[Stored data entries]

################

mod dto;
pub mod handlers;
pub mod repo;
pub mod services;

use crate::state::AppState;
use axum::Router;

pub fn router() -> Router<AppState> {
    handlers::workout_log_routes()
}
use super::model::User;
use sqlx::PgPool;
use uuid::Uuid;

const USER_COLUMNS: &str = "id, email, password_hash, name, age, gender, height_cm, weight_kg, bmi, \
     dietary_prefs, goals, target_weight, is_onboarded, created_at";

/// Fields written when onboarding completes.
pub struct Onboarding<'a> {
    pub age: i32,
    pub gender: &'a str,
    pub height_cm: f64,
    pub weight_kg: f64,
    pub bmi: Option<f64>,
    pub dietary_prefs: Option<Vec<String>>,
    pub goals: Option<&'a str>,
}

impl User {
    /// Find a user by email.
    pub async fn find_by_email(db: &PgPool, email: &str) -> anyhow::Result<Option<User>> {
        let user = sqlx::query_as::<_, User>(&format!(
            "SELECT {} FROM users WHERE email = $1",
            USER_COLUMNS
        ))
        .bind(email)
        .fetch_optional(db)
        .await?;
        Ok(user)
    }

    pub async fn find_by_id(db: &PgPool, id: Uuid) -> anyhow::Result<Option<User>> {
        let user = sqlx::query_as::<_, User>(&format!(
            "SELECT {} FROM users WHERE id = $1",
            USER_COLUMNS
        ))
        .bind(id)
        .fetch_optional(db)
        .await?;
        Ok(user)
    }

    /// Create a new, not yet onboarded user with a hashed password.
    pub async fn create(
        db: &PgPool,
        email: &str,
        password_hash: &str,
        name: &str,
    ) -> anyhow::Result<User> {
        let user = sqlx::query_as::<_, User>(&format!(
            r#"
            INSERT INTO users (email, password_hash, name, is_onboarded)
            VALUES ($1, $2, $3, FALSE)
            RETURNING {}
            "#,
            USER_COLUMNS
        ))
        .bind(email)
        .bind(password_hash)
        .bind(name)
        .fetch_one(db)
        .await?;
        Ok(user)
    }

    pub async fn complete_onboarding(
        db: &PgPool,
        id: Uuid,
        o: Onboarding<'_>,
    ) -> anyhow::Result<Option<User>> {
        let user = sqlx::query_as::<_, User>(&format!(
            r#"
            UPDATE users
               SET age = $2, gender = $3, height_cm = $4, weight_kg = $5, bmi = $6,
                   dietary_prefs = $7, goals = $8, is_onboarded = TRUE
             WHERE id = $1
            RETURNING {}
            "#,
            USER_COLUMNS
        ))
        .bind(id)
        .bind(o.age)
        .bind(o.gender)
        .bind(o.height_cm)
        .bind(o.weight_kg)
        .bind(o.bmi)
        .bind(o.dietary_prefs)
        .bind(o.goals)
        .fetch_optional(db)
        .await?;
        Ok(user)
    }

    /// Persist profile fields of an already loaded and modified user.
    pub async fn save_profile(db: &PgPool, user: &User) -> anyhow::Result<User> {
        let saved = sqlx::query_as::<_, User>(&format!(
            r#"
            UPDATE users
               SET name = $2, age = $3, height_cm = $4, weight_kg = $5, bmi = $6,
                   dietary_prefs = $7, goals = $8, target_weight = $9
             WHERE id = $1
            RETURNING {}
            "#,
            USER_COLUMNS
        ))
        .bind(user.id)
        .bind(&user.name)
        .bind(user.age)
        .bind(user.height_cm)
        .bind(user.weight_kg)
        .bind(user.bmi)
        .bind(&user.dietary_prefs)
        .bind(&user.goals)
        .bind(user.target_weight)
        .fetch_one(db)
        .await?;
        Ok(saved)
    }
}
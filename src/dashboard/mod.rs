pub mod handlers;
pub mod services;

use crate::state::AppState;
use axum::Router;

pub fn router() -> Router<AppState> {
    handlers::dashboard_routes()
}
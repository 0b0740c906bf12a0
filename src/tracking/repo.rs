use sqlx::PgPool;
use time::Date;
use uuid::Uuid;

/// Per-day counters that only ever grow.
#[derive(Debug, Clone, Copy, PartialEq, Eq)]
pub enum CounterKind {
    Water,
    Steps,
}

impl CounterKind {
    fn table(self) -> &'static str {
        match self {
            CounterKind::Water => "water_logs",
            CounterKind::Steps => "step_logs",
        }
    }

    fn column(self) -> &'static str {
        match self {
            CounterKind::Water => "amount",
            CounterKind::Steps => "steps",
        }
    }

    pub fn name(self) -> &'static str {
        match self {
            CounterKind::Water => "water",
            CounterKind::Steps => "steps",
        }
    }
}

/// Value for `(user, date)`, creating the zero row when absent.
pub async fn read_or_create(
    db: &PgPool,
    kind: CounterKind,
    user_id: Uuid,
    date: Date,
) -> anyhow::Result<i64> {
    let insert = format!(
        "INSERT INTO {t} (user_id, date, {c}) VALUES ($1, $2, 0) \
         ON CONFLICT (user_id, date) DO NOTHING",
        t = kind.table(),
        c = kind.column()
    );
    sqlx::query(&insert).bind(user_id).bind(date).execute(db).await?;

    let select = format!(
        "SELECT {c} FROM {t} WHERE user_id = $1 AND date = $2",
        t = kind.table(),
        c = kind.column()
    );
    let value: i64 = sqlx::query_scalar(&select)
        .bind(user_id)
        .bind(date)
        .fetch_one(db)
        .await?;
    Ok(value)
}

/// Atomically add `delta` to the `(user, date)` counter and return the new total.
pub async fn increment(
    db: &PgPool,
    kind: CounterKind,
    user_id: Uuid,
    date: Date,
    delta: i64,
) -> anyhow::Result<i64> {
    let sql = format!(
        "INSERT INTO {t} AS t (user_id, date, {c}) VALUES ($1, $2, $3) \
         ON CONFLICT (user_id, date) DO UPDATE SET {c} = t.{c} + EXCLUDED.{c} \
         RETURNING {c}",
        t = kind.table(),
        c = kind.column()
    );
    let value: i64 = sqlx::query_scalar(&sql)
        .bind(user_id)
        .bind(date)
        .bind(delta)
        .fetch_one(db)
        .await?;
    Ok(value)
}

################

*INSTRUCTIONS FOR THE TASK*
Find out how many lines above hold "gender". Write only the number.

*ANSWER BOX*
4